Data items
******************************

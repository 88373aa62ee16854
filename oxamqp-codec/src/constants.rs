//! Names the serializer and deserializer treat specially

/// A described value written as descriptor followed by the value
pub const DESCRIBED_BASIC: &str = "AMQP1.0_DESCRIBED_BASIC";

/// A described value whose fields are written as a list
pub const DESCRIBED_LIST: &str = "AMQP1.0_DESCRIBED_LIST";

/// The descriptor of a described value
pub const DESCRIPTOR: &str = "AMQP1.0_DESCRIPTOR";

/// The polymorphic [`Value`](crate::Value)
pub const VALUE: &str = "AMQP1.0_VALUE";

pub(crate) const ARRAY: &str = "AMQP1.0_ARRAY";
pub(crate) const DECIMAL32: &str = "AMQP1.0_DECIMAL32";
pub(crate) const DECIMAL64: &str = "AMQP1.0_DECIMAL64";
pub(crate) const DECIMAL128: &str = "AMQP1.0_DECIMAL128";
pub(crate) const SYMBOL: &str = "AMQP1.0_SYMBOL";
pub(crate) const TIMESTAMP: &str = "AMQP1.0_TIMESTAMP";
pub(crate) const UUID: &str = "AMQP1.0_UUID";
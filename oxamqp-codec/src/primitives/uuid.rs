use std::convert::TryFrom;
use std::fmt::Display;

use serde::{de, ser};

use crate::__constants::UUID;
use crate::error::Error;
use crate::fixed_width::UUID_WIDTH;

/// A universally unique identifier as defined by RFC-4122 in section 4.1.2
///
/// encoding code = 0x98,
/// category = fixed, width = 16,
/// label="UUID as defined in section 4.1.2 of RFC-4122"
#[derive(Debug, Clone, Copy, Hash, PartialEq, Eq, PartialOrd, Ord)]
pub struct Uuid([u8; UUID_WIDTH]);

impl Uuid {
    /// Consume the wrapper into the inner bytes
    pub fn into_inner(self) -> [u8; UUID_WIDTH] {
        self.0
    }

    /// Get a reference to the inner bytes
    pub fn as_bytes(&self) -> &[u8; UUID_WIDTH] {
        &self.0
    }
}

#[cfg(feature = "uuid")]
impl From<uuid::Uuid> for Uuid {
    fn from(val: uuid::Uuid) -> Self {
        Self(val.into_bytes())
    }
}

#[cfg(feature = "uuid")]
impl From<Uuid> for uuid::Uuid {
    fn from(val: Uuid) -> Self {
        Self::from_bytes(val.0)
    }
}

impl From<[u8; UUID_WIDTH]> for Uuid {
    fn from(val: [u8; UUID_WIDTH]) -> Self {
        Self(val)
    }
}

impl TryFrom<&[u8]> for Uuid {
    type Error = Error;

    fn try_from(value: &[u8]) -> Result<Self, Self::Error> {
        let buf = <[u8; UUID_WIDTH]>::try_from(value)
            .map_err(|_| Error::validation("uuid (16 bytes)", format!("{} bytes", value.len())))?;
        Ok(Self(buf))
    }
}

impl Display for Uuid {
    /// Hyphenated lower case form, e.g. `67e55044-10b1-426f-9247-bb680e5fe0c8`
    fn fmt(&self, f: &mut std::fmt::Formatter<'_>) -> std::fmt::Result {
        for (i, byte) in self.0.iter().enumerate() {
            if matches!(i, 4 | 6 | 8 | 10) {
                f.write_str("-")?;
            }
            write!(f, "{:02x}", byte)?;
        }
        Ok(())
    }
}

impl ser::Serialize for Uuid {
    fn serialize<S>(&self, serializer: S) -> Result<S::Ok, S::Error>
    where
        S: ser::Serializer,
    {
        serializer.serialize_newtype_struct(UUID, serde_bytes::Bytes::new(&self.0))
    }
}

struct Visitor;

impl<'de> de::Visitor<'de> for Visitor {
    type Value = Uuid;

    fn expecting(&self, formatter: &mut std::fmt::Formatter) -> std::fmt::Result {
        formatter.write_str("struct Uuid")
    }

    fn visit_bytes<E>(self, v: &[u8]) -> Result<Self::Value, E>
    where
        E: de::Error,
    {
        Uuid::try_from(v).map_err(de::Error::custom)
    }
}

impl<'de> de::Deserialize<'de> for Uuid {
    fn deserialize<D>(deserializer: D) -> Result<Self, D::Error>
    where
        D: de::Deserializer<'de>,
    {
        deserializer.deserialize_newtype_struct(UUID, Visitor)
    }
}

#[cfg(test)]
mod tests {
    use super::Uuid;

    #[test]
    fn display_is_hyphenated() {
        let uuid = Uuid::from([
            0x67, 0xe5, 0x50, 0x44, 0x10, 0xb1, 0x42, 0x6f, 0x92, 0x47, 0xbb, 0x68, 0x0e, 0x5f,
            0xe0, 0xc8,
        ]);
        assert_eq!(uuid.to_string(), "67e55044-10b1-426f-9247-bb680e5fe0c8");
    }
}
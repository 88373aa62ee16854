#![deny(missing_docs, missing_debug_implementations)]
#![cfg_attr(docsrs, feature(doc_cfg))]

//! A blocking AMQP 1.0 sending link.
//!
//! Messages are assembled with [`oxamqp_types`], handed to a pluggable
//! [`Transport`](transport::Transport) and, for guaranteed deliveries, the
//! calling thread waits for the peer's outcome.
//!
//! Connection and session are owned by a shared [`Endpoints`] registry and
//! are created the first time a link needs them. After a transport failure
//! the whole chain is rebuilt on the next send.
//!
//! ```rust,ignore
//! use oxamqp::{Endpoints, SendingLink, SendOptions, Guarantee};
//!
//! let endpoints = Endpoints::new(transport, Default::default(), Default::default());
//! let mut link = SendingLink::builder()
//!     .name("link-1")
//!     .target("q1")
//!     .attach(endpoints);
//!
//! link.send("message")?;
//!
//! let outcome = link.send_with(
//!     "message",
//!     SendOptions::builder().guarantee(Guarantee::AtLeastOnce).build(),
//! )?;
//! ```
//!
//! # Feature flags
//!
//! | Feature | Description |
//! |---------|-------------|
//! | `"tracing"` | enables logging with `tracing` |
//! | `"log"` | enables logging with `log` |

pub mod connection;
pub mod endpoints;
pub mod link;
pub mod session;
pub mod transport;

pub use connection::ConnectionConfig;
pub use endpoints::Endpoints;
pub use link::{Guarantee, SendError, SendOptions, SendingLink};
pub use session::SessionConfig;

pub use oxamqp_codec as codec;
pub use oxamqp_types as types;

******************************

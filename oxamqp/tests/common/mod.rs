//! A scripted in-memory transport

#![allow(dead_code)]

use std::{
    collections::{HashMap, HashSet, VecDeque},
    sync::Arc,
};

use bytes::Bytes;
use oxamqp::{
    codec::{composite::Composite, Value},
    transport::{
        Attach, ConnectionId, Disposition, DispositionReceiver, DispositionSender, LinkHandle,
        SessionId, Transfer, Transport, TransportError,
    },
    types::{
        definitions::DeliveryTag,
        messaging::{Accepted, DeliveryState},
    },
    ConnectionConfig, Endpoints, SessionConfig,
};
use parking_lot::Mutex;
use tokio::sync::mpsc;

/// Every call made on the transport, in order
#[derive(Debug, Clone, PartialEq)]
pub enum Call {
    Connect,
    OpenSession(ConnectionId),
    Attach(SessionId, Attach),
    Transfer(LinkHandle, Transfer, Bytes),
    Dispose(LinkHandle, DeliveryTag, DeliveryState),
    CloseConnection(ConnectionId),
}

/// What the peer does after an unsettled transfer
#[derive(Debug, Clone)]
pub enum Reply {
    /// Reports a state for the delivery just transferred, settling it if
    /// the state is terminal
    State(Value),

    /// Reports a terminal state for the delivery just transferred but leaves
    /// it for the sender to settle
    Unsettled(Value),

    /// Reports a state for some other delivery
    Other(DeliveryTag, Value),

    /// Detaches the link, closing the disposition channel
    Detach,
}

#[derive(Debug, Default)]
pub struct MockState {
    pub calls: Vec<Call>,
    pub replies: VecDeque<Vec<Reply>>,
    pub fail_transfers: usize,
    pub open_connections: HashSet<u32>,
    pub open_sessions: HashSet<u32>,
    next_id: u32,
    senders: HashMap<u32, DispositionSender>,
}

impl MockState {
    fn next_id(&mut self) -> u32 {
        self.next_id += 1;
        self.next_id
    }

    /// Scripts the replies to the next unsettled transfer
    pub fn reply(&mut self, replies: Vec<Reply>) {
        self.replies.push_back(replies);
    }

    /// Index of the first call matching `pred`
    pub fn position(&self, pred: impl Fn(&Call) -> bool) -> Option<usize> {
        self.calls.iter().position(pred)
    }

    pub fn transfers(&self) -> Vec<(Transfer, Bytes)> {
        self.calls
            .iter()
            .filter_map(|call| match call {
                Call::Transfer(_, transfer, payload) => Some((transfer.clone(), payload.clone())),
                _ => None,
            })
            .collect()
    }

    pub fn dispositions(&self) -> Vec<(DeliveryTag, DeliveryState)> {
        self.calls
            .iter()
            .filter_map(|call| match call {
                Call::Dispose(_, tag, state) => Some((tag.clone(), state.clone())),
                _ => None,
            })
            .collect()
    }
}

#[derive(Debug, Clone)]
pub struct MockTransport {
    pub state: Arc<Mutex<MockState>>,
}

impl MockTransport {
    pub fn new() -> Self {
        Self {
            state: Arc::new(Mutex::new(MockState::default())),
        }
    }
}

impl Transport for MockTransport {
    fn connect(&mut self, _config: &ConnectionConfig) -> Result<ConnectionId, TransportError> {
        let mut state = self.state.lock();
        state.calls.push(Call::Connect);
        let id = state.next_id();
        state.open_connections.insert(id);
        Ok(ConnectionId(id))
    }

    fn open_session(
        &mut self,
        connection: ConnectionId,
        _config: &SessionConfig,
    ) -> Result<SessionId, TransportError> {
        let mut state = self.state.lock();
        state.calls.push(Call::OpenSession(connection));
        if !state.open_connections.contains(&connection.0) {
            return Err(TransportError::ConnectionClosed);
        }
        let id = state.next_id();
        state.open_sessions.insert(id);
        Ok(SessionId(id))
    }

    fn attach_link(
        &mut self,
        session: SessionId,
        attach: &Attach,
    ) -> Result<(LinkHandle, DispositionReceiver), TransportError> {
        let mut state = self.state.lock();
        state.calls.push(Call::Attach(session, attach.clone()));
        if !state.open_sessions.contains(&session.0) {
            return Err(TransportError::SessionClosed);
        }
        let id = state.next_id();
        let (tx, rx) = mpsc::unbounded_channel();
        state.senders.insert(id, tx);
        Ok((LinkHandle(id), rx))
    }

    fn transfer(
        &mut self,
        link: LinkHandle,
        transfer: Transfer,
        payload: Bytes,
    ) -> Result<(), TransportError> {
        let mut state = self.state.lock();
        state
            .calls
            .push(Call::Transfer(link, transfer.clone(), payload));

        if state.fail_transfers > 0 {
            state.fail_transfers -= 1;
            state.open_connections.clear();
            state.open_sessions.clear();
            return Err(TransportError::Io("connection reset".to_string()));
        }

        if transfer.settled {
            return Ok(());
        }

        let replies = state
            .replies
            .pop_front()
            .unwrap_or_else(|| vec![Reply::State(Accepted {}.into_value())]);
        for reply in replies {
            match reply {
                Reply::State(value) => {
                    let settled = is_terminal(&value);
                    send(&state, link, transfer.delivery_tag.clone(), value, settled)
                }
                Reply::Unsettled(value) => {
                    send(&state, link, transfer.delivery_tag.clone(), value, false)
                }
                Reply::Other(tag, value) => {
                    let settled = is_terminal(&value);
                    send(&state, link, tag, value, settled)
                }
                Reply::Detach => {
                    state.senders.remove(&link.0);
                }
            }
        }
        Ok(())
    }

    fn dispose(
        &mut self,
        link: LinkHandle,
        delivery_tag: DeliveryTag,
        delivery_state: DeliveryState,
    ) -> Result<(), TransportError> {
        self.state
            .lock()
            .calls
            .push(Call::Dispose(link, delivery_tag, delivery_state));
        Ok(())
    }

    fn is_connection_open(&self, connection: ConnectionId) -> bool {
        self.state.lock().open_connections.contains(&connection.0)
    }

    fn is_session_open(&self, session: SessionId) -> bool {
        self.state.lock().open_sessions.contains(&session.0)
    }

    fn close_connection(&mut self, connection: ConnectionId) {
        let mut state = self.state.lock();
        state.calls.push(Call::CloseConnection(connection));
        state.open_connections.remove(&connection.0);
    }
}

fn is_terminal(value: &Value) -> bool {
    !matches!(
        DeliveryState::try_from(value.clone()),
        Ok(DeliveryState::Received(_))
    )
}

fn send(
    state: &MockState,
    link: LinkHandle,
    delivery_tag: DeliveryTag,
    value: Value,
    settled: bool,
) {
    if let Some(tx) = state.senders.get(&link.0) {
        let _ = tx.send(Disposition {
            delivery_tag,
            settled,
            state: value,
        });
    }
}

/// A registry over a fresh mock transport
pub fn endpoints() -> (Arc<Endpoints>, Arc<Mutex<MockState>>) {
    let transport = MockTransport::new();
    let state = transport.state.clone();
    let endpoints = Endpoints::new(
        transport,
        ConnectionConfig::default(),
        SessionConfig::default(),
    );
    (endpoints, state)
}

******************************

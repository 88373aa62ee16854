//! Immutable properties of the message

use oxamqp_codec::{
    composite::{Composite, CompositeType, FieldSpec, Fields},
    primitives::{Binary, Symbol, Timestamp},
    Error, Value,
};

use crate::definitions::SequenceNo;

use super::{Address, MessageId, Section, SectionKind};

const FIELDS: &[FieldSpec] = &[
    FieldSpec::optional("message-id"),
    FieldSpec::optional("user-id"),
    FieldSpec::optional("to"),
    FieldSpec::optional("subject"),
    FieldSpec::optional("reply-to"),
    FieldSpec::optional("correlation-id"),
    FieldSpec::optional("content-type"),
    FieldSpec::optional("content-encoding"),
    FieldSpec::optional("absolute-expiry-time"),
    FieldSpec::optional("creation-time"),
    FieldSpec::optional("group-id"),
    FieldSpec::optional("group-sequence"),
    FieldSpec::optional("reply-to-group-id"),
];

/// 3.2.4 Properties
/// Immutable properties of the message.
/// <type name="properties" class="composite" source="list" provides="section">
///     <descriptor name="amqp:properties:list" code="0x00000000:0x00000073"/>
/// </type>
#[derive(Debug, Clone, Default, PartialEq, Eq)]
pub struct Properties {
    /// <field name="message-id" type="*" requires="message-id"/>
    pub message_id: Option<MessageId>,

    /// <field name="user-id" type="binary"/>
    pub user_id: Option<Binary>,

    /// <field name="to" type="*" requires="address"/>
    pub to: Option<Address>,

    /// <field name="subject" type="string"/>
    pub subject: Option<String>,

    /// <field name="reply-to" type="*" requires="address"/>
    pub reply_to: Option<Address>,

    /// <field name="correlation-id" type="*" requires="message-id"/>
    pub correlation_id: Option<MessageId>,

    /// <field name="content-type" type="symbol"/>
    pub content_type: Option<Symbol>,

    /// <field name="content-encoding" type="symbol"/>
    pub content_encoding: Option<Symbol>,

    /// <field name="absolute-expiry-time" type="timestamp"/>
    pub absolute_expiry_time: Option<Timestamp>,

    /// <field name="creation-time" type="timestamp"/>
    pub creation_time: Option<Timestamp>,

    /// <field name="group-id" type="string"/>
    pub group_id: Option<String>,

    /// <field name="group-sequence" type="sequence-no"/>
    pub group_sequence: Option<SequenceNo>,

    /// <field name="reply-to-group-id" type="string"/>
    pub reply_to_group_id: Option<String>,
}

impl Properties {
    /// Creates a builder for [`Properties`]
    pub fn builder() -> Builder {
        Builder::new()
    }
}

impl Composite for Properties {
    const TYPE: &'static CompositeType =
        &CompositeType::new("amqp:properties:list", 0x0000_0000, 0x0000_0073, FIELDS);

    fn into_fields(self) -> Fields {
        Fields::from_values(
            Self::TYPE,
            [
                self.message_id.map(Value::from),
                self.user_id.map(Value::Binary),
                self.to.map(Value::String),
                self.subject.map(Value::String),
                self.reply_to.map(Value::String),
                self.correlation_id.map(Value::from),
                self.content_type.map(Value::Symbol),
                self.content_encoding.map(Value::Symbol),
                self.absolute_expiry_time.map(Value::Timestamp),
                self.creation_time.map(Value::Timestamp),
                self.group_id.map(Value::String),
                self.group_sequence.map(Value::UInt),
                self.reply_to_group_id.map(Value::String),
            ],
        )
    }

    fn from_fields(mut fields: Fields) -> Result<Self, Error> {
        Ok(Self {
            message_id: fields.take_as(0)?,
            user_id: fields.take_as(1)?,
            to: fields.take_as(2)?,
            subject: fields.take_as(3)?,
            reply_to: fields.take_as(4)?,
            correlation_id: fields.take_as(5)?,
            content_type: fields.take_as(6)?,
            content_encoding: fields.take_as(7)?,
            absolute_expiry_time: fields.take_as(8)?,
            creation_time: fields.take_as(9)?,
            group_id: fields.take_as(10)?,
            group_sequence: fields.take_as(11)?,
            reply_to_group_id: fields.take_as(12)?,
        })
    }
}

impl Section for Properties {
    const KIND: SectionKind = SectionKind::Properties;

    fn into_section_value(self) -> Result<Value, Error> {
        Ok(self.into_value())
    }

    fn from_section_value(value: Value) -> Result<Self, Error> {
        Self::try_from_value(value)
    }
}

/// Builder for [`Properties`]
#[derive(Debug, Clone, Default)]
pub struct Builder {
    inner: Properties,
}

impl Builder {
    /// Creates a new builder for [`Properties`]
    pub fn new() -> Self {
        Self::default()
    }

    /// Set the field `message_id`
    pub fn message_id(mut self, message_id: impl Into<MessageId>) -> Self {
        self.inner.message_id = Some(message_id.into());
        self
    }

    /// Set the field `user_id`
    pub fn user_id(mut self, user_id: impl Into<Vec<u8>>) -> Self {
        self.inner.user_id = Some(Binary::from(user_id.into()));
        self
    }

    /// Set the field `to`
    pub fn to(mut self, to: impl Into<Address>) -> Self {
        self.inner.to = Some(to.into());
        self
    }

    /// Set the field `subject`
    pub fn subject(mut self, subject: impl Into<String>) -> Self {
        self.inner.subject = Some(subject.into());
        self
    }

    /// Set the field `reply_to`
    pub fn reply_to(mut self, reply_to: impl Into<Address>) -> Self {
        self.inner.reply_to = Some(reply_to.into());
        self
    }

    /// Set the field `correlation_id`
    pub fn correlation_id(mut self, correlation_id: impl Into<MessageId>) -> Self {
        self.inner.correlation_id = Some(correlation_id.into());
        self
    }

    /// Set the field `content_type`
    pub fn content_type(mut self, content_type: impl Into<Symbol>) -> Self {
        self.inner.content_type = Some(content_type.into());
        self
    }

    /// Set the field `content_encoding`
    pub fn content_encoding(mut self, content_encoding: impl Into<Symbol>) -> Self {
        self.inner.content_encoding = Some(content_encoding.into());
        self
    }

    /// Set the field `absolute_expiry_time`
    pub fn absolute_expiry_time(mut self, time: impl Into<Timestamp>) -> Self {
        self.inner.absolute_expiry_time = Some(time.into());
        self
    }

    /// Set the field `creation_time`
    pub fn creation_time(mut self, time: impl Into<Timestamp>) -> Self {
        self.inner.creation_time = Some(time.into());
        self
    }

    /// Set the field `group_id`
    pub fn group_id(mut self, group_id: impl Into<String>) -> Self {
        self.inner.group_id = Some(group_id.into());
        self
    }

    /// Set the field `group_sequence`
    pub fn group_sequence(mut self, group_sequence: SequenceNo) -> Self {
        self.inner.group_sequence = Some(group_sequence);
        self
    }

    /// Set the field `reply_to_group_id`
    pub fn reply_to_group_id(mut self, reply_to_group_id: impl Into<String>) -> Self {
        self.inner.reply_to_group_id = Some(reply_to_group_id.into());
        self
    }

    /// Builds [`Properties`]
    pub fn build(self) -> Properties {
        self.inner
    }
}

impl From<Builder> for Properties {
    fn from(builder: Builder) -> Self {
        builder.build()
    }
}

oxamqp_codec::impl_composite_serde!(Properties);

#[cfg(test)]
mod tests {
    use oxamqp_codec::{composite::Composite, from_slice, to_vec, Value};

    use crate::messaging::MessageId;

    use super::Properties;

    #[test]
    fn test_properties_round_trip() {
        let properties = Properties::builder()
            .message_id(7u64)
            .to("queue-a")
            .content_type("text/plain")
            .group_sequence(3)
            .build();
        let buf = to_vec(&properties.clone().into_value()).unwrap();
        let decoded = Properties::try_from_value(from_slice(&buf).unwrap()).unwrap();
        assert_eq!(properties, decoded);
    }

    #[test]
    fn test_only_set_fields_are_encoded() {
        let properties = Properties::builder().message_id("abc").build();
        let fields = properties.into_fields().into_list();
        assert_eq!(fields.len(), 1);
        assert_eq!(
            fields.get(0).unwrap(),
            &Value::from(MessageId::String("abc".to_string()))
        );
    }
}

******************************

**Instructions to follow**
Apply a filter for "SessionConfig" to the data above, then copy each line that matches.

**Result**
pub use session::SessionConfig;
    ConnectionConfig, Endpoints, SessionConfig,
        _config: &SessionConfig,
        SessionConfig::default(),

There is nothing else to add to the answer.